Siehe man diff und man patch ;-)

Idealerweise dann noch das ebuild patchen, einfach schauen, wie’s andere ebuilds machen. Geht über den epatch-Befehl. Siehe auch http://www.gentoo.org/proj/en/devrel/handbook/handbook.xml?part=2&chap=1

----------

## saturday

[Solved] Habe ein bisschen mit nem eigenen ebuild dazu rumgespielt und es funktioniert. Werde also mal Patch und geändertes ebuild bei Bugzilla einstellen.

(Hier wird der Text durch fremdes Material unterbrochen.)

/// The prompt after a case-insensitive `generate image:` prefix.
fn strip_image_prefix(text: &str) -> Option<&str> {
    let head = text.get(..IMAGE_PREFIX.len())?;
    if head.eq_ignore_ascii_case(IMAGE_PREFIX) {
        text.get(IMAGE_PREFIX.len()..)
    } else {
        None
    }
}

fn is_prompt_help_request(text: &str) -> bool {
    let lower = text.to_lowercase();
    lower.contains("improve prompt") || lower.contains("refine prompt")
}
//! Speech-to-text decoding of microphone frames.
//!
//! [`SpeechDecoder`] is the seam the capture worker talks to: it accepts
//! 16-bit PCM frames and reports when an utterance is complete.
//! [`ParakeetDecoder`] segments frames with [`EnergyVad`] and transcribes each
//! utterance with NVIDIA Parakeet TDT via `parakeet-rs`.

use crate::audio::convert::from_pcm16;
use crate::config::SttConfig;
use crate::error::{AssistantError, Result};
use crate::vad::EnergyVad;
use parakeet_rs::{ParakeetTDT, TimestampMode, Transcriber};
use std::path::{Path, PathBuf};
use std::time::Instant;
use tracing::info;

/// Result of feeding one frame to a decoder.
#[derive(Debug, Clone, PartialEq, Eq)]
pub enum DecodeEvent {
    /// More audio is needed.
    Partial,
    /// An utterance ended; the text may be empty.
    Utterance(String),
}

/// Incremental speech recognizer over fixed-size PCM frames.
pub trait SpeechDecoder: Send {
    /// Accept one frame of mono 16-bit PCM at the configured input rate.
    ///
    /// # Errors
    ///
    /// Returns an error if the model cannot be loaded or transcription fails.
    fn accept_frame(&mut self, frame: &[i16]) -> Result<DecodeEvent>;

    /// Drop any partially accumulated utterance.
    fn reset(&mut self) {}
}

/// Model files required by Parakeet TDT.
const ENCODER_ONNX: &str = "encoder-model.onnx";
const ENCODER_DATA: &str = "encoder-model.onnx.data";
const DECODER_ONNX: &str = "decoder_joint-model.onnx";
const VOCAB_TXT: &str = "vocab.txt";

const MODEL_FILES: [&str; 4] = [ENCODER_ONNX, ENCODER_DATA, DECODER_ONNX, VOCAB_TXT];

/// Energy VAD + Parakeet TDT decoder. The model is loaded on first utterance.
pub struct ParakeetDecoder {
    vad: EnergyVad,
    model: Option<ParakeetTDT>,
    model_id: String,
    model_dir: Option<PathBuf>,
    sample_rate: u32,
}

impl std::fmt::Debug for ParakeetDecoder {
    fn fmt(&self, f: &mut std::fmt::Formatter<'_>) -> std::fmt::Result {
        f.debug_struct("ParakeetDecoder")
            .field("model_id", &self.model_id)
            .field("loaded", &self.model.is_some())
            .field("sample_rate", &self.sample_rate)
            .finish()
    }
}

impl ParakeetDecoder {
    pub fn new(config: &SttConfig, sample_rate: u32) -> Self {
        info!("STT configured with model: {}", config.model_id);
        Self {
            vad: EnergyVad::new(config, sample_rate),
            model: None,
            model_id: config.model_id.clone(),
            model_dir: config.model_dir.clone(),
            sample_rate,
        }
    }

    /// Eagerly load the model instead of waiting for the first utterance.
    ///
    /// # Errors
    ///
    /// Returns an error if the model files cannot be fetched or loaded.
    pub fn ensure_loaded(&mut self) -> Result<()> {
        if self.model.is_none() {
            let dir = match self.model_dir {
                Some(ref dir) => dir.clone(),
                None => fetch_model_files(&self.model_id)?,
            };
            self.model = Some(load_model(&dir)?);
        }
        Ok(())
    }

    fn transcribe(&mut self, samples: Vec<f32>) -> Result<String> {
        self.ensure_loaded()?;
        let model = self
            .model
            .as_mut()
            .ok_or_else(|| AssistantError::Stt("model not initialized".into()))?;

        let started = Instant::now();
        let duration_s = samples.len() as f32 / self.sample_rate.max(1) as f32;
        let result = model
            .transcribe_samples(samples, self.sample_rate, 1, Some(TimestampMode::Sentences))
            .map_err(|e| AssistantError::Stt(format!("transcription failed: {e}")))?;

        info!(
            "transcribed {duration_s:.1}s in {:.0}ms: \"{}\"",
            started.elapsed().as_millis(),
            result.text
        );
        Ok(result.text.trim().to_owned())
    }
}

impl SpeechDecoder for ParakeetDecoder {
    fn accept_frame(&mut self, frame: &[i16]) -> Result<DecodeEvent> {
        let samples = from_pcm16(frame);
        match self.vad.push(&samples) {
            Some(utterance) => Ok(DecodeEvent::Utterance(self.transcribe(utterance)?)),
            None => Ok(DecodeEvent::Partial),
        }
    }

    fn reset(&mut self) {
        self.vad.reset();
    }
}

fn load_model(dir: &Path) -> Result<ParakeetTDT> {
    for name in MODEL_FILES {
        if !dir.join(name).is_file() {
            return Err(AssistantError::Model(format!(
                "missing {name} in {}",
                dir.display()
            )));
        }
    }
    info!("loading STT model from {}", dir.display());
    let model = ParakeetTDT::from_pretrained(dir, None)
        .map_err(|e| AssistantError::Stt(format!("failed to load Parakeet TDT: {e}")))?;
    info!("STT model loaded successfully");
    Ok(model)
}

/// Download (or reuse from the hf-hub cache) every model file and return
/// the snapshot directory holding them.
fn fetch_model_files(repo_id: &str) -> Result<PathBuf> {
    let api = hf_hub::api::sync::Api::new()
        .map_err(|e| AssistantError::Model(format!("failed to create HF API: {e}")))?;
    let repo = api.model(repo_id.to_owned());

    let mut dir = None;
    for name in MODEL_FILES {
        let path = repo.get(name).map_err(|e| {
            AssistantError::Model(format!("failed to download {name} from {repo_id}: {e}"))
        })?;
        if dir.is_none() {
            dir = path.parent().map(Path::to_path_buf);
        }
    }

    dir.ok_or_else(|| {
        AssistantError::Model(format!("could not determine model directory for {repo_id}"))
    })
}
//! Message types passed from background tasks to the orchestrator.

use std::fmt;
use std::path::PathBuf;

/// Kinds of background work; single-flight is enforced per kind.
#[derive(Debug, Clone, Copy, PartialEq, Eq, Hash)]
pub enum TaskKind {
    ChatStreaming,
    ImageGeneration,
    SpeechCapture,
}

impl fmt::Display for TaskKind {
    fn fmt(&self, f: &mut fmt::Formatter<'_>) -> fmt::Result {
        let name = match self {
            Self::ChatStreaming => "chat-streaming",
            Self::ImageGeneration => "image-generation",
            Self::SpeechCapture => "speech-capture",
        };
        f.write_str(name)
    }
}

/// An entry on a chat stream's queue.
#[derive(Debug, Clone, PartialEq, Eq)]
pub enum StreamToken {
    /// Decoded text fragment, in send order.
    Fragment(String),
    /// The backend closed the stream normally.
    End,
    /// Transport or protocol failure; no further tokens follow.
    Failed(String),
}

impl StreamToken {
    /// Whether this token ends the stream.
    #[must_use]
    pub fn is_terminal(&self) -> bool {
        matches!(self, Self::End | Self::Failed(_))
    }
}

/// Final outcome of one image generation run.
#[derive(Debug, Clone, PartialEq, Eq)]
pub enum ImageOutcome {
    /// The backend wrote an image at this path.
    Ready(PathBuf),
    /// No image was produced.
    Failed(String),
}

/// An audio file handed to the playback controller, which owns it from then on.
#[derive(Debug, Clone, PartialEq, Eq)]
pub struct PlaybackRequest {
    pub path: PathBuf,
}

impl PlaybackRequest {
    pub fn new(path: impl Into<PathBuf>) -> Self {
        Self { path: path.into() }
    }
}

Bei mir lokal ist das Problem gelöst, ich würde halt gerne die Gentoo-Allgemeinheit dran teilhaben lassen und auch etwas lernen. Danke also schon mal.

Bis zu "diff" bin ich schon gekommen. Mir ist aber nicht ganz klar, welche Verzeichnisse ich berücksichtigen muss etc.

Reicht es, folgenden Inhalt z.B. in einer Datei "de-Muenchen.diff" zu speichern und auf Bugzilla hochzuladen? Passen die Verzeichnisnamen, oder wie muss das aussehen?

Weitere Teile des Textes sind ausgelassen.